Work required →
Each line of the listing where "Display" appears should be reported.

Information given →
>>>>>

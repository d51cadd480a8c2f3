use crate::tensor::dims::{Dim2, Dims};
use crate::tensor::{ITensor, TensorBase};
use std::slice::Iter;

/// Borrowed, read only tensor. Mostly used to hand out contiguous batches of
/// rows without copying.
pub struct TensorView<'a, T, D: Dims> {
    data: &'a [T],
    dims: D,
}

pub type TensorView2<'a, T> = TensorView<'a, T, Dim2>;

impl<'a, T, D: Dims> TensorView<'a, T, D> {
    pub fn from_slice(data: &'a [T], dims: D) -> Self {
        assert_eq!(
            data.len(),
            dims.tensor_len(),
            "Mismatched data length {} and dimension {dims}",
            data.len()
        );
        TensorView { data, dims }
    }

    #[inline]
    pub fn iter(&self) -> Iter<'a, T> {
        self.data.iter()
    }
}

impl<T, D: Dims> Clone for TensorView<'_, T, D> {
    #[inline]
    fn clone(&self) -> Self {
        *self
    }
}

impl<T, D: Dims> Copy for TensorView<'_, T, D> {}

impl<T, D: Dims> ITensor<D> for TensorView<'_, T, D> {
    #[inline]
    fn len(&self) -> usize {
        self.data.len()
    }
    #[inline]
    fn dims(&self) -> &D {
        &self.dims
    }
}

impl<T, D: Dims> AsRef<[T]> for TensorView<'_, T, D> {
    #[inline]
    fn as_ref(&self) -> &[T] {
        self.data
    }
}

impl<T, D: Dims> TensorBase<T, D> for TensorView<'_, T, D> {}

impl<'a, T, D: Dims> IntoIterator for TensorView<'a, T, D> {
    type Item = &'a T;
    type IntoIter = Iter<'a, T>;
    #[inline]
    fn into_iter(self) -> Self::IntoIter {
        self.data.iter()
    }
}

impl<'a, T, D: Dims> IntoIterator for &TensorView<'a, T, D> {
    type Item = &'a T;
    type IntoIter = Iter<'a, T>;
    #[inline]
    fn into_iter(self) -> Self::IntoIter {
        self.data.iter()
    }
}
pub mod config;
pub mod util;
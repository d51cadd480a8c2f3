use num_traits::{Float, NumAssignOps};
use std::fmt::{Debug, Display};
use std::iter::Sum;

/// Element type of every tensor in the crate.
///
/// Only floating point types are supported since the network is trained with
/// gradients; the conversion helpers exist so that losses and statistics can be
/// accumulated in `f64` regardless of the storage type.
pub trait DType: 'static + Float + NumAssignOps + Sum + Default + Debug + Display + Send + Sync {
    const ZERO: Self;
    const ONE: Self;
    fn from_f64(val: f64) -> Self;
    fn from_usize(val: usize) -> Self;
    fn as_f64(self) -> f64;
}

macro_rules! impl_dtype {
    ($ty:ty) => {
        impl DType for $ty {
            const ZERO: Self = 0.0;
            const ONE: Self = 1.0;
            #[inline]
            fn from_f64(val: f64) -> Self {
                val as $ty
            }
            #[inline]
            fn from_usize(val: usize) -> Self {
                val as $ty
            }
            #[inline]
            fn as_f64(self) -> f64 {
                self as f64
            }
        }
    };
}

impl_dtype!(f32);
impl_dtype!(f64);
use crate::dtype::DType;
use crate::tensor::Dim2;

pub trait DTypeOps: DType {
    /// `c = alpha * op(a) * op(b) + beta * c` on row-major buffers
    #[allow(clippy::too_many_arguments)]
    fn matrix_multiply(
        alpha: Self,
        a: &[Self],
        a_dims: Dim2,
        ta: bool,
        b: &[Self],
        b_dims: Dim2,
        tb: bool,
        beta: Self,
        c: &mut [Self],
        c_dims: Dim2,
    );
}

macro_rules! implement_dtype_ops {
    ($t: ident, $g: ident) => {
        impl DTypeOps for $t {
            fn matrix_multiply(
                alpha: Self,
                a: &[Self],
                a_dims: Dim2,
                ta: bool,
                b: &[Self],
                b_dims: Dim2,
                tb: bool,
                beta: Self,
                c: &mut [Self],
                c_dims: Dim2,
            ) {
                let Dim2(a_rows, a_cols) = a_dims;
                let Dim2(b_rows, b_cols) = b_dims;
                assert_eq!(a.len(), a_rows * a_cols);
                assert_eq!(b.len(), b_rows * b_cols);
                let (m, k, rsa, csa) = if ta {
                    (a_cols, a_rows, 1, a_cols as isize)
                } else {
                    (a_rows, a_cols, a_cols as isize, 1)
                };
                let (n, rsb, csb) = if tb {
                    assert_eq!(b_cols, k, "Inner dimensions do not match");
                    (b_rows, 1, b_cols as isize)
                } else {
                    assert_eq!(b_rows, k, "Inner dimensions do not match");
                    (b_cols, b_cols as isize, 1)
                };
                assert_eq!(c_dims, Dim2(m, n), "Invalid dimensions for output matrix");
                assert_eq!(c.len(), m * n);
                if m == 0 || n == 0 {
                    return;
                }
                // SAFETY: every buffer length was checked against the strides above
                unsafe {
                    matrixmultiply::$g(
                        m,
                        k,
                        n,
                        alpha,
                        a.as_ptr(),
                        rsa,
                        csa,
                        b.as_ptr(),
                        rsb,
                        csb,
                        beta,
                        c.as_mut_ptr(),
                        n as isize,
                        1,
                    );
                }
            }
        }
    };
}

implement_dtype_ops!(f32, sgemm);
implement_dtype_ops!(f64, dgemm);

<<<<<

Expected output →
use std::fmt::{Debug, Display};
pub trait DType: 'static + Float + NumAssignOps + Sum + Default + Debug + Display + Send + Sync {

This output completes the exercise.